3

Dwa tygodnie później....

Od kilkunastu dni nie wychodziłem z domu. Nie miałem po co i dokąd. Może tylko po zakupy, a tak praktycznie wcale. Jednakże w następnym tygodniu od początku do piątku dzwonek do drzwi nie dawał mi spokoju. Zaczynało mnie to powoli denerwować.

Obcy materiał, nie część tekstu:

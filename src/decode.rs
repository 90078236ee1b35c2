use crate::character_sets::decode_hex_pair;

/// Decode `%XX` escapes and "+" in place.
///
/// "+" becomes a space and `%` followed by two hex digits (either case)
/// becomes the byte they encode. Everything else, malformed escapes
/// included, is copied through unchanged. Returns the decoded prefix of
/// `input`; bytes after it are left over from the encoded form.
///
/// Decoding is not idempotent: a `%` that survives one pass (as in
/// `%2541`, which decodes to `%41`) is decoded again by a second pass.
pub fn url_decode(input: &mut [u8]) -> &mut [u8] {
    // Fast path: nothing to decode
    let Some(first) = memchr::memchr2(b'%', b'+', input) else {
        return input;
    };

    let len = input.len();
    let mut read = first;
    let mut write = first;

    while read < len {
        let (byte, consumed) = match input[read] {
            b'+' => (b' ', 1),
            b'%' => match input.get(read + 1..read + 3) {
                Some(&[high, low]) => {
                    decode_hex_pair(high, low).map_or((b'%', 1), |decoded| (decoded, 3))
                }
                _ => (b'%', 1),
            },
            other => (other, 1),
        };
        input[write] = byte;
        write += 1;
        read += consumed;
    }

    &mut input[..write]
}
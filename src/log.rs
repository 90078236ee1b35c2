#![allow(unused, reason = "logger")]

macro_rules! debug {
    ($($tt:tt)*) => {
        #[cfg(feature = "log")]
        ::log::debug!($($tt)*);
    };
}

macro_rules! trace {
    ($($tt:tt)*) => {
        #[cfg(feature = "log")]
        ::log::trace!($($tt)*);
    };
}

pub(crate) use {debug, trace};
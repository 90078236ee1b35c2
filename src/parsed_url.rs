use crate::error::{ParseError, Result};

/// A URL split into its components.
///
/// Every component is a disjoint view into the buffer handed to
/// [`parse`](crate::parse), without its delimiter, so it can be rewritten in
/// place (for example with [`url_decode`](crate::url_decode)). The buffer
/// stays mutably borrowed for as long as the record is alive.
///
/// `scheme` and `host` are either both present (absolute URL) or both absent
/// (relative URL). `port` is 0 when no port was given.
#[derive(Debug, Default, PartialEq, Eq)]
pub struct ParsedUrl<'a> {
    /// Scheme, without ":" and "//"
    pub scheme: Option<&'a mut [u8]>,
    pub username: Option<&'a mut [u8]>,
    pub password: Option<&'a mut [u8]>,
    /// Hostname, or IPv6 address without brackets
    pub host: Option<&'a mut [u8]>,
    pub port: u16,
    /// Path without its leading "/", empty if the URL ends in a bare "/"
    pub path: Option<&'a mut [u8]>,
    pub query: Option<&'a mut [u8]>,
    pub fragment: Option<&'a mut [u8]>,
}

impl<'a> ParsedUrl<'a> {
    /// Parse a URL buffer, see [`crate::parse`]
    ///
    /// # Errors
    ///
    /// Returns an error if `input` is not a well-formed URL.
    pub fn parse(input: &'a mut [u8]) -> Result<Self> {
        crate::parser::parse(input)
    }

    /// Check if the URL is relative (no scheme and no authority)
    pub fn is_relative(&self) -> bool {
        self.scheme.is_none()
    }

    /// Check if URL has credentials (username, possibly empty)
    pub fn has_credentials(&self) -> bool {
        self.username.is_some()
    }

    /// Check if URL has a non-zero port
    pub fn has_port(&self) -> bool {
        self.port != 0
    }
}

impl<'a> TryFrom<&'a mut [u8]> for ParsedUrl<'a> {
    type Error = ParseError;

    fn try_from(input: &'a mut [u8]) -> Result<Self> {
        Self::parse(input)
    }
}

Tak, złapałem doła, a to wszystko przez tą kłótnie pomiędzy mną, a Jungkookiem. Gdy ją sobie przypominam zaraz zanoszę się płaczem i tak było tym razem. Płakałem w poduszkę jak nastolatka, którą rzucił facet dla innej. Nie wiem dlaczego przecież on jest z moją siostrą. Jest żonaty, a wkrótce będą planować dzieci. Jestem żałosny.

Kolejny dzwonek do drzwi. No szlak może mnie trafić, ale zlałem to zakrywając się szczelnie kołdrą. Po kilku minutach usłyszałem otwierające się drzwi i krzyki wołające mnie. Kroki zmierzające na górę, a później do mojego pokoju. Była to Soon-hee.

ㅡ Jimin martwimy się. Nie odbierałeś od nikogo telefonu przez kilka dni, nie wpuszczałeś nikogo. Co się dzieje? Jungkook jest w podobnym stanie, ale na szczęście kontaktuje ze światem tylko, że nie chce powiedzieć. Co się stało, kiedy mnie nie było? Jimin mów, bo jak Boga kocham wezwę rodziców! Swoją drogą to także się martwią, bo próbowali się do ciebie dodzwonić. ㅡ Powiedziała oburzona przez co zacząłem płakać. Nie lubiłem, gdy na mnie ktoś krzyczy, kiedy jestem w gorszym stanie. ㅡ Dobrze przepraszam braciszku. ㅡ Podeszedła i usiadła na materacu. ㅡ Powiedz co się dzieje?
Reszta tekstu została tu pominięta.